══ Data records ══

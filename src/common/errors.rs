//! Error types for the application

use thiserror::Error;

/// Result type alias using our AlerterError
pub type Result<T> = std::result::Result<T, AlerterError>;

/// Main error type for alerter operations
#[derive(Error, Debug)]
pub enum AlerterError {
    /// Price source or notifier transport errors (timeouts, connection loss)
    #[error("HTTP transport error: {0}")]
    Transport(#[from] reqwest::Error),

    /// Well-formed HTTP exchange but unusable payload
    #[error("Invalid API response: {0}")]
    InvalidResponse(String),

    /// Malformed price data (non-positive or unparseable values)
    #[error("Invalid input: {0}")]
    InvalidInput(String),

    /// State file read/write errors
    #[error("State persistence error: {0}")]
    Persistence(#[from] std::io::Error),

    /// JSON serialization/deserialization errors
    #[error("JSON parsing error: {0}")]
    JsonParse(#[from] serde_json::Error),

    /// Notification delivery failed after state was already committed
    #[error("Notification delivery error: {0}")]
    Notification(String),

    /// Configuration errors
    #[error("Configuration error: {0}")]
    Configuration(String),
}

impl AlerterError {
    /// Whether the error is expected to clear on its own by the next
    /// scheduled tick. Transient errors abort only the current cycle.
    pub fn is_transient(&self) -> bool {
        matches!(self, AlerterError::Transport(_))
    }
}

═══
══ Data records ══

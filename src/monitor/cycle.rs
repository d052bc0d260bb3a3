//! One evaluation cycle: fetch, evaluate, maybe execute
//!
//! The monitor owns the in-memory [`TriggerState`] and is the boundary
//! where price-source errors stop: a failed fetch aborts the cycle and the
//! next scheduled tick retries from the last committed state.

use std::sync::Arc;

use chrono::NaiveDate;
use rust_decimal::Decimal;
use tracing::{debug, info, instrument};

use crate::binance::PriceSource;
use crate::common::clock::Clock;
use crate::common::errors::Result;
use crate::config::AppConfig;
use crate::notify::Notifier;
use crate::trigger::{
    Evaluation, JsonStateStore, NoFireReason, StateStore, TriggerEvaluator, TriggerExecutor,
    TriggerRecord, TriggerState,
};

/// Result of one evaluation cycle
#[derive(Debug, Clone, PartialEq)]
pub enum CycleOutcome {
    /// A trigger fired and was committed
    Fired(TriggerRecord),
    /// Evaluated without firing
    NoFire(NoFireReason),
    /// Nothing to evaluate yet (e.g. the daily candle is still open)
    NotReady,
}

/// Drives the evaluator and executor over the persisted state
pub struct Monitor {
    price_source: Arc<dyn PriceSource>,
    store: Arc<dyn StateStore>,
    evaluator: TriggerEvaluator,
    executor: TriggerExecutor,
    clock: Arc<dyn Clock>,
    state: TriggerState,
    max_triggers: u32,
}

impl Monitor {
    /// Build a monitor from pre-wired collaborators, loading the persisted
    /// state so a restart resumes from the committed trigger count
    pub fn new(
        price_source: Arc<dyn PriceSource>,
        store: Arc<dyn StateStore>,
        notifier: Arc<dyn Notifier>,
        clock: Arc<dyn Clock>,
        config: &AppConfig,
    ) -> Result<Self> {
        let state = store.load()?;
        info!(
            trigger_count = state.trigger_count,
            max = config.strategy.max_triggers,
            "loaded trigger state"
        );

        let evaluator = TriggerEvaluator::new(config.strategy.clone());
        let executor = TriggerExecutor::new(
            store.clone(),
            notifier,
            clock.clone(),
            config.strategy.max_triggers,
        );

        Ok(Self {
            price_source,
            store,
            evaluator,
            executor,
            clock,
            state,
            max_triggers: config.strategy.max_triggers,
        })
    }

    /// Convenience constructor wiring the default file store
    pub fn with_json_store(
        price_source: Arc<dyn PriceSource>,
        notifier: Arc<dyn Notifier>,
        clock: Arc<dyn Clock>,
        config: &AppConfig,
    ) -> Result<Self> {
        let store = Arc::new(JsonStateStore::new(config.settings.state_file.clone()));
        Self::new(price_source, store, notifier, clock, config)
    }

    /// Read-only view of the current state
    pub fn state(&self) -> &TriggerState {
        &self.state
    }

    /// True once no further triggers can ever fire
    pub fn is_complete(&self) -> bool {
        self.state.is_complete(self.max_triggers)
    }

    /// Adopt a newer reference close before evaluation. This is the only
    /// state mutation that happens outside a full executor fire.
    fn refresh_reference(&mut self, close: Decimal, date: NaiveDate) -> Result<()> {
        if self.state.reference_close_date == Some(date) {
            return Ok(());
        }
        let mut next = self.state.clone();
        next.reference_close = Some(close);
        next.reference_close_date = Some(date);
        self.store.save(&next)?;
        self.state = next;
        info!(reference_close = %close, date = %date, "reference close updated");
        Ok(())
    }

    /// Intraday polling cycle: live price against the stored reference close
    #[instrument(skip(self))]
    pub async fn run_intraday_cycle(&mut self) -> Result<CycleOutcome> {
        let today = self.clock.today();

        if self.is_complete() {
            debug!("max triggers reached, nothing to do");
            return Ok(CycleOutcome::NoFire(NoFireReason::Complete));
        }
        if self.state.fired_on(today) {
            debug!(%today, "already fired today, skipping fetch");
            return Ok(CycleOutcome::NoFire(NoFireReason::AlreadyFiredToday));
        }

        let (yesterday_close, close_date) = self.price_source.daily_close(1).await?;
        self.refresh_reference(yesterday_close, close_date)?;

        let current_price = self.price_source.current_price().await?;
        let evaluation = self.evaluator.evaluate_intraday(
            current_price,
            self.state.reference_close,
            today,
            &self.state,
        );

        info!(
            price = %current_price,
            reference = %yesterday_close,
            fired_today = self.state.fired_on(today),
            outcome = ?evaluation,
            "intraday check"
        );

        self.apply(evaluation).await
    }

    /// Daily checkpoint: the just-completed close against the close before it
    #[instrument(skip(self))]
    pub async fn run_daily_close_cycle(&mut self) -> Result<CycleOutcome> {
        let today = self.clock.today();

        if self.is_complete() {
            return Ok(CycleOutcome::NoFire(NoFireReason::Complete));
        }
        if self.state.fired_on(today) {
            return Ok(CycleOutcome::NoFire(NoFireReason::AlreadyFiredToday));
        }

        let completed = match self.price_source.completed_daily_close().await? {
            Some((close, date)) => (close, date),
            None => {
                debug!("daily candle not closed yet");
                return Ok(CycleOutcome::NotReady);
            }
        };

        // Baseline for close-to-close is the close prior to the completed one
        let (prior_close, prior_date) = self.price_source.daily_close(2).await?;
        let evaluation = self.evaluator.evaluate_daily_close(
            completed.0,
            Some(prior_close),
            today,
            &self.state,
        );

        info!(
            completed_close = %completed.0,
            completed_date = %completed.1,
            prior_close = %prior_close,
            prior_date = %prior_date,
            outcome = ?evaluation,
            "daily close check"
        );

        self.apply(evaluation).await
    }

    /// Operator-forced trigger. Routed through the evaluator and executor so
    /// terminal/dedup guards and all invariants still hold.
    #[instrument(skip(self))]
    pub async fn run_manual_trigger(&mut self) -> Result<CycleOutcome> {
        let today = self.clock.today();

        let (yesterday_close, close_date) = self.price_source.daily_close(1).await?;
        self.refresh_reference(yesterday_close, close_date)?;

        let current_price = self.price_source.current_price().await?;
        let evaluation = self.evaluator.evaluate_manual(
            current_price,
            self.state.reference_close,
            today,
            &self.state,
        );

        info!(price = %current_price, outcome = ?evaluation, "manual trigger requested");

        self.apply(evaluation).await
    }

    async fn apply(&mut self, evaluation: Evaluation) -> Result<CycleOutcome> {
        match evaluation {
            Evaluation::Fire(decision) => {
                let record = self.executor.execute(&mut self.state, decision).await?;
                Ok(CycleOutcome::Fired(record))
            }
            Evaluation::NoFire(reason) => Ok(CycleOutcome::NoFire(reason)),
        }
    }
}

═══

> [Work request]: Using the listing above, return all lines where the word "against" occurs.

> [Finished exercise]:
    /// Intraday polling cycle: live price against the stored reference close
    /// Daily checkpoint: the just-completed close against the close before it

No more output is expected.